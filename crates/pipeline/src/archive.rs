//! Packaging of the engine's output directory.
//!
//! The engine writes its results under `prod/` in the work directory. They
//! are shipped to the tracker as a gzip-compressed tar whose single
//! top-level entry is that directory.

use std::fs::File;
use std::io;
use std::path::{Path, PathBuf};

use flate2::write::GzEncoder;
use flate2::Compression;

/// Directory the engine writes its results into.
pub const PROD_DIR: &str = "prod";

/// Archive uploaded to the tracker.
pub const PROD_ARCHIVE: &str = "prod.tar.gz";

/// Pack `src_dir` into a `.tar.gz` at `archive`. Returns the archive size.
///
/// Runs on the blocking pool; tar and gzip are synchronous.
pub async fn package_dir(src_dir: PathBuf, archive: PathBuf) -> io::Result<u64> {
    tokio::task::spawn_blocking(move || write_tar_gz(&src_dir, &archive))
        .await
        .map_err(io::Error::other)?
}

fn write_tar_gz(src_dir: &Path, archive: &Path) -> io::Result<u64> {
    if !src_dir.is_dir() {
        return Err(io::Error::new(
            io::ErrorKind::NotFound,
            format!("output directory {} does not exist", src_dir.display()),
        ));
    }
    let top = src_dir
        .file_name()
        .map(PathBuf::from)
        .unwrap_or_else(|| PathBuf::from(PROD_DIR));

    let encoder = GzEncoder::new(File::create(archive)?, Compression::default());
    let mut builder = tar::Builder::new(encoder);
    builder.append_dir_all(&top, src_dir)?;
    let file = builder.into_inner()?.finish()?;
    file.sync_all()?;

    let size = std::fs::metadata(archive)?.len();
    tracing::debug!(
        src = %src_dir.display(),
        archive = %archive.display(),
        bytes = size,
        "Output packaged"
    );
    Ok(size)
}

/// Remove the output directory and archive left by a previous job.
///
/// Best-effort: anything other than "already gone" is logged and ignored.
pub async fn remove_stale_outputs(work_dir: &Path) {
    let prod = work_dir.join(PROD_DIR);
    if let Err(e) = tokio::fs::remove_dir_all(&prod).await {
        log_cleanup_failure(&prod, e);
    }
    let archive = work_dir.join(PROD_ARCHIVE);
    if let Err(e) = tokio::fs::remove_file(&archive).await {
        log_cleanup_failure(&archive, e);
    }
}

fn log_cleanup_failure(path: &Path, err: io::Error) {
    if err.kind() == io::ErrorKind::NotFound {
        tracing::debug!(path = %path.display(), "Nothing to clean up");
    } else {
        tracing::warn!(path = %path.display(), error = %err, "Failed to remove stale output");
    }
}

// ---------------------------------------------------------------------------
// Tests
// ---------------------------------------------------------------------------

----------

- Work to complete: Copy each line above that has the word "size".

- Response area:
/// Pack `src_dir` into a `.tar.gz` at `archive`. Returns the archive size.
    let size = std::fs::metadata(archive)?.len();
        bytes = size,
    Ok(size)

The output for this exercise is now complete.